Tree priors and dating

Bayesian phylogenetic inference is a complicated affair. Throw in some calibrations or rate priors and things can get nasty if you aren’t careful. On this page I do a quick survey of some of the tree priors available in BEAST and how they might influence estimation of dates (and therefore rates) when used in common ways.

For the illustrative purposes of this example I am going to use a small data set of Primates (Primates.nex) that is available with the distribution of BEAST. For each tree prior we will do a Bayesian analysis and we will calibrate the divergence times of the tree by providing a uniform prior distribution (0.1-10) on the overall rate of evolution (clock.rate parameter). This prior distribution has a mean of 5.05. In general I thoroughly dislike uniform priors as they are usually poor descriptors of our prior knowledge. However in this case a uniform distribution will be used to reveal if the tree prior is having any unforeseen influence on the rate prior. As all the sequences were sampled from the same time the data should provide no information about the rate of evolution so we might expect the posterior distribution of rate to simply recover the prior we are using.

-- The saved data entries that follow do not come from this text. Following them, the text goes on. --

//! Local draft persistence.
//!
//! A draft lets a dirty working copy survive a session restart. Drafts are
//! never consulted for conflict detection; that is always re-derived from
//! the version the server returns.

use chrono::{DateTime, Utc};
use parking_lot::RwLock;
use quotesync_protocol::{from_cbor, to_cbor, DocumentId, Payload, QuotationDocument};
use serde::{Deserialize, Serialize};
use std::collections::HashMap;
use std::fs;
use std::io::{self, Write};
use std::path::{Path, PathBuf};
use thiserror::Error;

use crate::store::DocumentStore;

/// Result type for storage operations.
pub type StorageResult<T> = Result<T, StorageError>;

/// Errors that can occur during storage operations.
#[derive(Debug, Error)]
pub enum StorageError {
    /// An I/O error occurred.
    #[error("I/O error: {0}")]
    Io(#[from] io::Error),

    /// A stored draft could not be decoded.
    #[error("draft corrupted: {0}")]
    Corrupted(String),

    /// A draft could not be encoded.
    #[error("draft encoding failed: {0}")]
    Encode(String),
}

/// Blob storage keyed by document id.
pub trait PersistentStorage: Send + Sync {
    /// Reads the blob for `id`, if any.
    fn read(&self, id: &DocumentId) -> StorageResult<Option<Vec<u8>>>;

    /// Replaces the blob for `id`.
    fn write(&self, id: &DocumentId, blob: &[u8]) -> StorageResult<()>;

    /// Removes the blob for `id`. Removing a missing blob is not an error.
    fn remove(&self, id: &DocumentId) -> StorageResult<()>;
}

impl<P: PersistentStorage> PersistentStorage for std::sync::Arc<P> {
    fn read(&self, id: &DocumentId) -> StorageResult<Option<Vec<u8>>> {
        (**self).read(id)
    }

    fn write(&self, id: &DocumentId, blob: &[u8]) -> StorageResult<()> {
        (**self).write(id, blob)
    }

    fn remove(&self, id: &DocumentId) -> StorageResult<()> {
        (**self).remove(id)
    }
}

/// In-memory storage. Drafts are lost with the process.
#[derive(Debug, Default)]
pub struct MemoryStorage {
    blobs: RwLock<HashMap<DocumentId, Vec<u8>>>,
}

impl MemoryStorage {
    /// Creates empty storage.
    pub fn new() -> Self {
        Self::default()
    }

    /// Returns the number of stored drafts.
    pub fn len(&self) -> usize {
        self.blobs.read().len()
    }

    /// Returns true if nothing is stored.
    pub fn is_empty(&self) -> bool {
        self.blobs.read().is_empty()
    }
}

impl PersistentStorage for MemoryStorage {
    fn read(&self, id: &DocumentId) -> StorageResult<Option<Vec<u8>>> {
        Ok(self.blobs.read().get(id).cloned())
    }

    fn write(&self, id: &DocumentId, blob: &[u8]) -> StorageResult<()> {
        self.blobs.write().insert(*id, blob.to_vec());
        Ok(())
    }

    fn remove(&self, id: &DocumentId) -> StorageResult<()> {
        self.blobs.write().remove(id);
        Ok(())
    }
}

/// One `<id>.draft` file per document in a directory.
///
/// Writes go to a temporary file that is renamed over the draft, so a crash
/// leaves either the old or the new draft.
#[derive(Debug)]
pub struct FileStorage {
    dir: PathBuf,
}

impl FileStorage {
    /// Opens storage rooted at `dir`, creating the directory if needed.
    pub fn open(dir: &Path) -> StorageResult<Self> {
        fs::create_dir_all(dir)?;
        Ok(Self {
            dir: dir.to_path_buf(),
        })
    }

    /// Returns the storage directory.
    pub fn dir(&self) -> &Path {
        &self.dir
    }

    /// Returns the draft path for `id`.
    pub fn draft_path(&self, id: &DocumentId) -> PathBuf {
        self.dir.join(format!("{id}.draft"))
    }
}

impl PersistentStorage for FileStorage {
    fn read(&self, id: &DocumentId) -> StorageResult<Option<Vec<u8>>> {
        match fs::read(self.draft_path(id)) {
            Ok(bytes) => Ok(Some(bytes)),
            Err(e) if e.kind() == io::ErrorKind::NotFound => Ok(None),
            Err(e) => Err(e.into()),
        }
    }

    fn write(&self, id: &DocumentId, blob: &[u8]) -> StorageResult<()> {
        let path = self.draft_path(id);
        let tmp = path.with_extension("draft.tmp");
        {
            let mut file = fs::File::create(&tmp)?;
            file.write_all(blob)?;
            file.sync_all()?;
        }
        fs::rename(&tmp, &path)?;
        Ok(())
    }

    fn remove(&self, id: &DocumentId) -> StorageResult<()> {
        match fs::remove_file(self.draft_path(id)) {
            Ok(()) => Ok(()),
            Err(e) if e.kind() == io::ErrorKind::NotFound => Ok(()),
            Err(e) => Err(e.into()),
        }
    }
}

/// A persisted working copy.
#[derive(Debug, Clone, PartialEq, Serialize, Deserialize)]
pub struct DraftRecord {
    /// Document id.
    pub id: DocumentId,
    /// Version the working copy is based on.
    pub version: u64,
    /// Timestamp of that version.
    pub updated_at: DateTime<Utc>,
    /// Working payload, possibly with unsynced edits.
    pub working: Payload,
    /// Payload as of the last sync.
    pub last_synced: Payload,
    /// Whether the working copy had unsynced edits.
    pub dirty: bool,
}

impl DraftRecord {
    /// Captures the current state of a store.
    pub fn from_store(store: &DocumentStore) -> Self {
        Self {
            id: store.id(),
            version: store.version(),
            updated_at: store.updated_at(),
            working: store.working().clone(),
            last_synced: store.last_synced().clone(),
            dirty: store.is_dirty(),
        }
    }

    /// Rebuilds a store from this draft.
    pub fn into_store(self) -> DocumentStore {
        let base = QuotationDocument::new(self.id, self.last_synced)
            .with_version(self.version)
            .with_updated_at(self.updated_at);
        DocumentStore::restore(base, self.working, self.dirty)
    }

    /// Encodes to CBOR.
    pub fn encode(&self) -> StorageResult<Vec<u8>> {
        to_cbor(self).map_err(|e| StorageError::Encode(e.to_string()))
    }

    /// Decodes from CBOR.
    pub fn decode(bytes: &[u8]) -> StorageResult<Self> {
        from_cbor(bytes).map_err(|e| StorageError::Corrupted(e.to_string()))
    }

    /// Reads and decodes the draft for `id`.
    pub fn load<P: PersistentStorage + ?Sized>(
        storage: &P,
        id: &DocumentId,
    ) -> StorageResult<Option<Self>> {
        storage.read(id)?.map(|bytes| Self::decode(&bytes)).transpose()
    }

    /// Encodes and writes this draft.
    pub fn save<P: PersistentStorage + ?Sized>(&self, storage: &P) -> StorageResult<()> {
        storage.write(&self.id, &self.encode()?)
    }
}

Coalescent Tree Prior – Constant Size – Uniform Prior on Population Size 

For the first run I will use a coalescent tree prior that assumes a (*unknown*) constant population size back through time. This tree prior is most suitable for trees describing the relationships between individuals in the same population/species. This prior has a parameter (constant.popSize) that will be sampled by MCMC. As the parameter is also part of the MCMC state it must also have a prior distribution specified for it. The default prior distribution is uniform with a very high upper bound. In this setting the posterior distribution of the rate looks like:

 

Primates_constant

As you can see the posterior mean is 2.3 +/- 0.144, whereas the prior mean rate was 5.05. Why did the tree prior have an effect on the rate estimate? The answer is a little bit complex but in simple terms, a constant size coalescent prior (with uniform prior on constant.popSize) prefers large trees. It prefers large trees because when the constant.popSize parameter is big, the coalescent prior prefers large trees and since the prior on constant.popSize is uniform with a very high bound, the constant.popSize can become big. The model can achieve big trees without altering the branch lengths (in terms of amount of genetic change) by reducing the evolutionary rate accordingly. So consequently this tree prior prefers lower rates. This effect is described in the original paper on the MCMC methodology underlying BEAST (Drummond et al, 2002) and it is easy to fix. All we need to do is change the prior on constant.popSize to stop it from prefering large trees.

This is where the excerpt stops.